Grace is a critical part of who great leaders should be. To that end, John Baldoni has tackled for us in Grace: A Leader’s Guide to a Better Us, an attribute that is in short supply today. Grace is something all leaders should model for the benefit of those around them so that it spreads to society in general.

Grace is foundational to service. Baldoni writes:

Love, sacrifice, truth, and courage are virtues made actionable by grace. We may be disposed to do what is right; grace gives us the impetus to act upon doing it. Grace then becomes the inspiration for treating individuals with generosity, respect, and compassion. It manifests itself as action in the name of others, and it energizes us to act upon our beliefs.

To help us better understand grace and to help us intentionally apply it in our leadership, Baldoni explores grace from five perspectives with this acronym:

G is for Generosity: the will to do something for others.
R is for Respect: the dignity of life and work.
A is for Action: the mechanism for change.
C is for Compassion: the concern for others.
E is for Energy: the spirit that catalyzes us.

Generosity

Gracious people give of themselves. Gracious people leverage who they are and what they have for the benefit of others. Baldoni shares a great quote from British Prime Minister Benjamin Disraeli, “The greatest good you can do for another is not just to share your riches but to reveal to him his own.”

Gracious leaders share time, knowledge, and power. They cultivate a selfless approach to life. Generosity emanates from an abundance mindset. A selfless person, even in the midst of personal adversity, can find something to share with others. That attitude is contagious.

Respect

Self-awareness opens the door to respect for others. A fully self-aware person knows her faults as well as her strengths. Such awareness compels the self to acknowledge the dignity of others.” Humility plays a big part here. Respect and self-respect fuel each other. They grow together.

Action

Grace is intentional. A reactive mind rarely manifests grace. While grace that has been shown to us comes freely, it requires effort for us to generate it ourselves. Grace means rising above a perceived slight.

Grace is often manifested in clarity of purpose and civility. Civility is a decision we make. “No matter what leaders may feel inside, they think before they speak. They focus not on themselves, but on the needs of others—on healing.” Instilling civility in the workplace is the job of leaders.

Compassion

Gracious people have the capacity to forgive and show mercy. “Grace enables us to take the higher road, to think more clearly.” It meets rage with love and civility.

Gratitude enables compassion—both gratitude expressed and felt. “Gratitude is that capacity to care. We need to reframe our lives with a constant awareness of just how important feeling gratitude within ourselves is because it actually helps our overall well-being.”

Energy

Grace requires energy. “It renews itself through practice as well as by taking in life, doing one’s best, enjoying the highlights, mourning the losses, and do so in the full spirit of life. In forgiveness, mercy, joy, and humor.” Grace draws energy from a positive outlook and an abundance mindset.

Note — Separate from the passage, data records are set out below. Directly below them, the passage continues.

// Copyright (c) Microsoft Corporation. All rights reserved.
// Licensed under the MIT License.

//! Resource models returned by the data plane.

mod collection;
mod database;
mod offer;

pub use collection::CollectionProperties;
pub use database::DatabaseProperties;
pub use offer::{Offer, OfferContent, OfferFeed};

use serde::{Deserialize, Serialize};

/// System-generated metadata common to every Cosmos DB resource.
#[derive(Clone, Debug, Default, Deserialize, Serialize)]
pub struct SystemProperties {
    /// Stable path addressing this resource instance.
    #[serde(rename = "_self", default, skip_serializing_if = "Option::is_none")]
    pub self_link: Option<String>,

    /// System-assigned resource ID.
    #[serde(rename = "_rid", default, skip_serializing_if = "Option::is_none")]
    pub resource_id: Option<String>,

    #[serde(rename = "_etag", default, skip_serializing_if = "Option::is_none")]
    pub etag: Option<String>,

    #[serde(rename = "_ts", default, skip_serializing_if = "Option::is_none")]
    pub timestamp: Option<i64>,
}
// Copyright (c) Microsoft Corporation. All rights reserved.
// Licensed under the MIT License.

use serde::{Deserialize, Serialize};

use crate::models::SystemProperties;

/// Properties of a Cosmos DB collection.
#[derive(Clone, Debug, Default, Deserialize, Serialize)]
pub struct CollectionProperties {
    /// User-assigned collection name.
    pub id: String,

    #[serde(flatten)]
    pub system_properties: SystemProperties,
}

When we demonstrate grace in our leadership, it spills into other areas of our life as well because it is an approach to life. Our example encourages others to begin to think that way as well. Grace—in all of the dimensions Baldoni explores in this book—is a value that has fallen on hard times. It is time to revive it in our personal lives, in the workplace, social media, and in public discourse.

Grace celebrates grace as well as advocates for it. Baldoni shares many examples of people from all walks of life who demonstrate grace in their lives. They are an inspiration to us all.

Grace reduces the space between us. Our environment often pushes us into negativity; into the differences between us. Grace intentionally overlooks the negative and leverages the positive. It finds the connection and promotes it.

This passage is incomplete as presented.